The number of lines holding "parameter" in the listing below is all you should give.

- - - - - - -

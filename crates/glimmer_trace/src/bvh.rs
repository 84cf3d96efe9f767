//! Bounding Volume Hierarchy over scene primitives.
//!
//! Built once per scene with a longest-axis median split; leaves hold
//! exactly one primitive and every node caches the union AABB of its
//! subtree, so traversal prunes whole subtrees on a single slab test.

use glimmer_math::{Aabb, Interval, Ray};

use crate::object::ObjectRef;
use crate::Intersection;

enum BvhNode {
    Leaf {
        object: ObjectRef,
        bbox: Aabb,
    },
    Branch {
        left: Box<BvhNode>,
        right: Box<BvhNode>,
        bbox: Aabb,
    },
}

/// The acceleration structure handle a scene owns.
pub struct Bvh {
    root: Option<BvhNode>,
}

impl Bvh {
    /// Build over the given objects (median split on the longest axis
    /// of the centroid bounds).
    pub fn build(objects: Vec<ObjectRef>) -> Self {
        if objects.is_empty() {
            return Self { root: None };
        }
        log::info!("generating BVH over {} objects", objects.len());
        Self {
            root: Some(BvhNode::build(objects)),
        }
    }

    /// Nearest intersection along the ray, or a miss.
    pub fn intersect(&self, ray: &Ray) -> Intersection {
        match &self.root {
            Some(root) => root.intersect(ray),
            None => Intersection::miss(),
        }
    }

    pub fn bounds(&self) -> Aabb {
        match &self.root {
            Some(root) => root.bbox(),
            None => Aabb::EMPTY,
        }
    }
}

impl BvhNode {
    fn build(mut objects: Vec<ObjectRef>) -> Self {
        let bounds = objects
            .iter()
            .fold(Aabb::EMPTY, |acc, o| Aabb::surrounding(&acc, &o.bounds()));

        match objects.len() {
            1 => {
                let object = objects.remove(0);
                let bbox = object.bounds();
                BvhNode::Leaf { object, bbox }
            }
            2 => {
                let right = objects.remove(1);
                let left = objects.remove(0);
                BvhNode::Branch {
                    left: Box::new(Self::build(vec![left])),
                    right: Box::new(Self::build(vec![right])),
                    bbox: bounds,
                }
            }
            n => {
                // split where the primitive centroids spread the most
                let centroid_bounds = objects
                    .iter()
                    .fold(Aabb::EMPTY, |acc, o| acc.grow(o.bounds().centroid()));
                let axis = centroid_bounds.longest_axis();

                objects.sort_unstable_by(|a, b| {
                    let a_c = a.bounds().centroid()[axis];
                    let b_c = b.bounds().centroid()[axis];
                    a_c.partial_cmp(&b_c).unwrap_or(std::cmp::Ordering::Equal)
                });

                let right_objects = objects.split_off(n / 2);
                BvhNode::Branch {
                    left: Box::new(Self::build(objects)),
                    right: Box::new(Self::build(right_objects)),
                    bbox: bounds,
                }
            }
        }
    }

    fn bbox(&self) -> Aabb {
        match self {
            BvhNode::Leaf { bbox, .. } => *bbox,
            BvhNode::Branch { bbox, .. } => *bbox,
        }
    }

    fn intersect(&self, ray: &Ray) -> Intersection {
        if !self.bbox().hit(ray, Interval::new(0.0, f32::INFINITY)) {
            return Intersection::miss();
        }
        match self {
            BvhNode::Leaf { object, .. } => object.intersect(ray),
            BvhNode::Branch { left, right, .. } => {
                let hit_left = left.intersect(ray);
                let hit_right = right.intersect(ray);
                if hit_left.distance < hit_right.distance {
                    hit_left
                } else {
                    hit_right
                }
            }
        }
    }
}
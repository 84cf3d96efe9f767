use crate::{Interval, Ray, Vec3};

/// Axis-aligned bounding box, stored as one [`Interval`] per axis.
///
/// This is the bounding volume used by the BVH; the slab test reports
/// the entry/exit parameter range so callers can prune traversal.
#[derive(Debug, Copy, Clone, PartialEq)]
pub struct Aabb {
    pub x: Interval,
    pub y: Interval,
    pub z: Interval,
}

impl Aabb {
    /// Create an AABB from two corner points (in any order).
    pub fn from_points(a: Vec3, b: Vec3) -> Self {
        let x = Interval::new(a.x.min(b.x), a.x.max(b.x));
        let y = Interval::new(a.y.min(b.y), a.y.max(b.y));
        let z = Interval::new(a.z.min(b.z), a.z.max(b.z));

        let mut aabb = Self { x, y, z };
        aabb.pad_to_minimums();
        aabb
    }

    /// The smallest AABB enclosing two others.
    pub fn surrounding(box0: &Aabb, box1: &Aabb) -> Self {
        Self {
            x: Interval::surrounding(&box0.x, &box1.x),
            y: Interval::surrounding(&box0.y, &box1.y),
            z: Interval::surrounding(&box0.z, &box1.z),
        }
    }

    /// Grow this AABB to also enclose a single point.
    pub fn grow(&self, p: Vec3) -> Self {
        let point = Aabb {
            x: Interval::new(p.x, p.x),
            y: Interval::new(p.y, p.y),
            z: Interval::new(p.z, p.z),
        };
        Aabb::surrounding(self, &point)
    }

    /// The interval for axis n (0=X, 1=Y, 2=Z).
    pub fn axis_interval(&self, n: usize) -> Interval {
        match n {
            0 => self.x,
            1 => self.y,
            _ => self.z,
        }
    }

    /// Ray-slab intersection.
    ///
    /// Returns the entry/exit parameter range where the ray overlaps the
    /// box, restricted to `ray_t`, or None on a miss.
    pub fn intersect(&self, r: &Ray, mut ray_t: Interval) -> Option<Interval> {
        for axis in 0..3 {
            let slab = self.axis_interval(axis);
            let orig = r.origin[axis];
            let adinv = 1.0 / r.direction[axis];

            let mut t0 = (slab.min - orig) * adinv;
            let mut t1 = (slab.max - orig) * adinv;
            if adinv < 0.0 {
                std::mem::swap(&mut t0, &mut t1);
            }
            ray_t.min = t0.max(ray_t.min);
            ray_t.max = t1.min(ray_t.max);
            if ray_t.max <= ray_t.min {
                return None;
            }
        }
        Some(ray_t)
    }

    /// Boolean form of [`Aabb::intersect`].
    pub fn hit(&self, r: &Ray, ray_t: Interval) -> bool {
        self.intersect(r, ray_t).is_some()
    }

    /// Pad flat axes so the slab test stays well-conditioned.
    fn pad_to_minimums(&mut self) {
        let delta = 0.0001;
        if self.x.size() < delta {
            self.x = self.x.expand(delta);
        }
        if self.y.size() < delta {
            self.y = self.y.expand(delta);
        }
        if self.z.size() < delta {
            self.z = self.z.expand(delta);
        }
    }

    /// The index of the axis with the longest extent.
    pub fn longest_axis(&self) -> usize {
        let x_size = self.x.size();
        let y_size = self.y.size();
        let z_size = self.z.size();

        if x_size > y_size && x_size > z_size {
            0
        } else if y_size > z_size {
            1
        } else {
            2
        }
    }

    /// The center point of the box.
    pub fn centroid(&self) -> Vec3 {
        Vec3::new(
            (self.x.min + self.x.max) * 0.5,
            (self.y.min + self.y.max) * 0.5,
            (self.z.min + self.z.max) * 0.5,
        )
    }

    pub const EMPTY: Aabb = Aabb {
        x: Interval::EMPTY,
        y: Interval::EMPTY,
        z: Interval::EMPTY,
    };
}

#[cfg(test)]
mod tests {
    use super::*;

    #[test]
    fn test_from_points_orders_corners() {
        let aabb = Aabb::from_points(Vec3::new(5.0, 0.0, -1.0), Vec3::new(-5.0, 2.0, 1.0));
        assert_eq!(aabb.x.min, -5.0);
        assert_eq!(aabb.x.max, 5.0);
        assert_eq!(aabb.z.min, -1.0);
    }

    #[test]
    fn test_slab_entry_exit() {
        let aabb = Aabb::from_points(Vec3::new(-1.0, -1.0, -1.0), Vec3::new(1.0, 1.0, 1.0));
        let ray = Ray::new(Vec3::new(0.0, 0.0, -5.0), Vec3::new(0.0, 0.0, 1.0));

        let t = aabb.intersect(&ray, Interval::new(0.0, 100.0)).unwrap();
        assert!((t.min - 4.0).abs() < 1e-4);
        assert!((t.max - 6.0).abs() < 1e-4);
    }

    #[test]
    fn test_slab_miss() {
        let aabb = Aabb::from_points(Vec3::new(-1.0, -1.0, -1.0), Vec3::new(1.0, 1.0, 1.0));

        // Pointing away
        let ray = Ray::new(Vec3::new(0.0, 0.0, -5.0), Vec3::new(0.0, 0.0, -1.0));
        assert!(!aabb.hit(&ray, Interval::new(0.0, 100.0)));

        // Offset to the side
        let ray = Ray::new(Vec3::new(10.0, 0.0, -5.0), Vec3::new(0.0, 0.0, 1.0));
        assert!(!aabb.hit(&ray, Interval::new(0.0, 100.0)));
    }

    #[test]
    fn test_surrounding_and_grow() {
        let a = Aabb::from_points(Vec3::ZERO, Vec3::ONE);
        let b = Aabb::from_points(Vec3::splat(2.0), Vec3::splat(3.0));
        let s = Aabb::surrounding(&a, &b);
        assert_eq!(s.x.max, 3.0);

        let g = a.grow(Vec3::new(-4.0, 0.5, 0.5));
        assert_eq!(g.x.min, -4.0);
    }

    #[test]
    fn test_longest_axis_and_centroid() {
        let aabb = Aabb::from_points(Vec3::ZERO, Vec3::new(1.0, 10.0, 2.0));
        assert_eq!(aabb.longest_axis(), 1);
        assert_eq!(aabb.centroid(), Vec3::new(0.5, 5.0, 1.0));
    }
}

- - - - - - -

- **Task answer**:
2